To speak up for those without a voice is often the profound responsibility of a poet, and the poetry of witness has always been my greatest interest. I have written poems about Indochinese and Haitian refugees I met when I was a refugee resettlement worker, North African and Pakistani political prisoners I knew from my work with Amnesty International and many individuals who have suffered unnecessarily at the hands of others. And make no mistake about it, what happened at Mother Emanuel AME Church, as Cynthia Graham Hurd’s brother Malcolm Graham reminds us repeatedly, was an attack on a race of people. It was a crime against humanity, and was immediately recognized as such. Although I have written about human rights violations for decades, I never imagined that something this horrific would happen in the heart of our beloved community.
16.0610.wearecharlestonWriting at its best is redemptive, and from the get-go Herb Frazier, Dr. Bernie Powers and I believed it was something we could do together. During the harrowing days and weeks following the shooting, just about everyone wanted to do something to help – from handing out water at prayer vigils to writing a check to help the families pay for the funerals. Writing a book was something we could do.

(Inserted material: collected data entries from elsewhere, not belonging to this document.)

use crate::cli::options::ExecArgs;
use crate::cli::output::{print_dry_run, print_plan_header, print_plan_stats, ConsoleReporter};
use crate::deploy::{cleanup, execute_plan};
use crate::engine::TaskEngine;
use crate::error::{ErrorKind, Fields, HenchmanError, Result};
use crate::inventory::{InventoryLoader, YamlInventory};
use crate::modules::ModuleSearchPath;
use crate::plan::PlanPreprocessor;
use crate::types::TransportConfig;
use std::sync::Arc;
use tracing::{info, warn};

const DEFAULT_USER: &str = "root";

/// Base transport config from the command line; per-host `henchman_*`
/// vars are layered on top of it.
pub fn base_transport_config(args: &ExecArgs) -> TransportConfig {
    let mut config = TransportConfig::new();

    let user = args.user.clone().filter(|u| !u.is_empty()).unwrap_or_else(|| {
        warn!("No user given and $USER is unset, defaulting to {DEFAULT_USER}");
        DEFAULT_USER.to_string()
    });
    config.insert("username".to_string(), user);

    let keyfile = match &args.keyfile {
        Some(path) => Some(path.display().to_string()),
        None => dirs::home_dir().map(|h| h.join(".ssh").join("id_rsa").display().to_string()),
    };
    if let Some(keyfile) = keyfile {
        config.insert("keyfile".to_string(), keyfile);
    }

    if let Some(password) = args.password.as_ref().filter(|p| !p.is_empty()) {
        config.insert("password".to_string(), password.clone());
    }

    config
}

/// `henchman exec`: load, preprocess, deploy. Returns the terminal errors
/// of the run; setup problems are returned as `Err`.
pub async fn run_exec(args: &ExecArgs) -> Result<Vec<HenchmanError>> {
    info!(plan = %args.plan.display(), inventory = %args.inventory.display(), "Loading plan");

    let inventory = YamlInventory::new(&args.inventory).load()?;
    let plan = PlanPreprocessor::load(&args.plan, &inventory)?;
    let selected = inventory.for_groups(&plan.hosts)?;

    if args.dry_run {
        print_dry_run(&plan, &selected.hostnames()).map_err(|e| {
            HenchmanError::from_error(ErrorKind::Internal, e, Fields::new(), "dry run")
        })?;
        return Ok(Vec::new());
    }

    let machines = selected.machines(&base_transport_config(args))?;
    let search_path = ModuleSearchPath::with_defaults(args.modules.clone());
    let reporter = Arc::new(ConsoleReporter::new(args.debug));
    let engine = Arc::new(TaskEngine::new(search_path, reporter.clone()));
    let plan = Arc::new(plan);

    print_plan_header(&plan, &machines);
    let strategy = args.strategy.deployer();
    info!(strategy = %args.strategy, "Starting deployment");

    let errors = execute_plan(
        Arc::clone(&plan),
        machines.clone(),
        strategy.as_ref(),
        Arc::clone(&engine),
    )
    .await?;

    print_plan_stats(&reporter.stats());

    if args.cleanup {
        let local = engine.local_transport();
        for err in cleanup(&machines, local.as_ref()).await {
            eprintln!("⚠️  {err}");
        }
    }

    Ok(errors)
}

I wrote the poem “Holy City” for The Post and Courier newspaper the Sunday after the massacre, which was the first time the church opened its doors for services. I stood with hundreds of others outside the Morris Brown AME Church less than 24 hours after shooting and I felt the collective grief and compassion that would soon permeate the humid air sitting over Charleston. The next day was the bond hearing, and the forgiveness offered by some of the family members was something unprecedented with powerful implications. I wanted to describe what it felt like to live through those endless days and nights in June 2015. I also wanted to understand and articulate the forces that were bearing down on us from the past.
Ultimately I wrote this book because my heart was broken, like so many others here. I wanted to bring meaning to something unfathomable. Since I strongly believe that to be a writer in South Carolina and not write about the African American experience is to not really be here at all. As poet laureate of the state, my ultimate responsibility is to articulate what it means to be a South Carolinian. We Are Charleston embodies all these aspects of my writing life, and I hope I have done this story justice.